D’autres voient dans cette crise l’occasion de transformations radicales. Le vendredi, Maximilian Hermann enfile son casque de moto et va «faire un tour» dans les Alpes bavaroises, quand il ne part pas «dès le jeudi soir» en week-end. Ce chef de projet âgé de 29 ans planifie les installations de pompes à chaleur et de systèmes de climatisation que propose Klima Shop !, une entreprise de 30 personnes ayant son siège près d’Augsbourg, en Bavière (sud). Comme tous ses collègues, il a début janvier embrassé la semaine de travail de 4 jours et 38 heures hebdomadaires, au lieu de 40. Les employés travaillent désormais une heure et demie de plus sur quatre jours pour avoir leur vendredi libre, avec le même salaire.
Pour son collègue Michael Pankoke, le changement est synonyme de «gros progrès» : «Vous travaillez beaucoup plus intensément, tout ce que vous faites est plus précis», affirme à l’AFP ce conseiller en clientèle, âgé de 58 ans.

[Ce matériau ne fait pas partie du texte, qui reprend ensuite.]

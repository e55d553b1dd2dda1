use chrono::{DateTime, Utc};

use crate::entity::vouchers;

/// Evaluate a voucher against an order subtotal.
///
/// Returns the discount in minor currency units, or 0 when the voucher is not
/// applicable (inactive, outside its validity window, exhausted, or the order
/// is below the minimum). Never errors: the caller decides whether a zero
/// discount is acceptable.
pub fn evaluate(voucher: &vouchers::Model, subtotal: i64, now: DateTime<Utc>) -> i64 {
    if !voucher.active || voucher.remaining_uses <= 0 {
        return 0;
    }
    if now < voucher.valid_from.with_timezone(&Utc) || now > voucher.valid_to.with_timezone(&Utc) {
        return 0;
    }
    if subtotal < voucher.min_order_value {
        return 0;
    }

    let discount = match voucher.discount_type.as_str() {
        "percent" => {
            let raw = subtotal * voucher.discount_value / 100;
            match voucher.max_discount {
                Some(cap) => raw.min(cap),
                None => raw,
            }
        }
        "fixed" => voucher.discount_value,
        _ => 0,
    };

    // A discount can never exceed the subtotal or go negative.
    discount.clamp(0, subtotal)
}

Au cours des négociations salariales annuelles pour l’industrie sidérurgique qui débuteront mi-novembre, le puissant syndicat IG Metall exige d’introduire la semaine de quatre jours, via la réduction de 35 heures à 32 du volume hebdomadaire et à salaire égal. La société de conseil en organisation du travail Intraprenör va piloter la première grande expérimentation en Allemagne, en partenariat avec 4 Day Week Global, qui a déjà réalisé des études similaires dans plusieurs pays développés, notamment au Royaume-Uni.
Début 2024, 50 entreprises de tailles et de secteurs variés doivent tester pendant 6 mois la réduction du temps de travail à salaire égal, avec l’objectif d’une productivité maintenue. Intraprenör, qui a déjà «aboli le vendredi» pour ses propres salariés depuis 2016, dit avoir à l’heure actuelle 33 candidatures d’entreprises intéressées. Les cas d’employeurs qui sautent le pas se multiplient. Wolfgang Schmidt, le fondateur d’une entreprise qui fabrique des machines près de Hambourg (nord), dit avoir adopté les 38 heures fin 2022 afin de faire «économiser de l’essence et de l’argent» à ses 30 employés qui parcourent pour certains «100 km par jour».
«Rêve irréaliste»
Dans la même région, la ville de Wedel a décidé d’introduire la semaine de quatre jours afin d’attirer des agents «compétents et motivés». Outre un meilleur «équilibre entre vie professionnelle et vie privée» et une «productivité plus élevée», la création d’emplois engendrée permettrait à l’Allemagne d’en finir avec «l’un des taux de salariés à temps partiel les plus élevés d’Europe», souligne Sophie Jänicke, chargée du temps de travail au sein de la direction d’IG Metall.
Selon une étude de la fondation Hans-Böckler, 81% des Allemands employés à temps plein souhaiteraient une semaine de quatre jours. Alors qu’en Belgique, depuis fin 2022, les travailleurs qui le veulent peuvent demander à effectuer le même nombre d’heures sur quatre jours au lieu de cinq, en Allemagne, la loi laisse employeurs et employés libres de fixer le temps de travail, en moyenne 39 heures par semaine, jusqu’à 48 heures.
Mais l’enthousiasme de certains est douché par de nombreux patrons et économistes, dont Holger Schäfer, qui estime qu’une réduction du temps de travail «de l’ordre de 20%» aurait un «résultat économique désastreux». Si «limiter les activités improductives et densifier le travail» est encore faisable «dans les activités de bureau», «toutes les possibilités d’augmenter la productivité ou l’efficacité sont déjà épuisées» dans l’industrie, souligne cet expert de l’Institut économique IW de Cologne.
Avec l’aggravation de «la pénurie de main-d’œuvre» liée au départ des baby-boomers à la retraite, réduire le temps de travail entraînera «inévitablement une diminution de la quantité produite de biens et de services», prévient-il. Pour lutter contre la pénurie de main-d’œuvre qualifiée, le directeur de l’institut IW, Michael Hüther, préconise au contraire un allongement de la durée du travail, en lieu et place de ce «rêve irréaliste d’une semaine de quatre jours».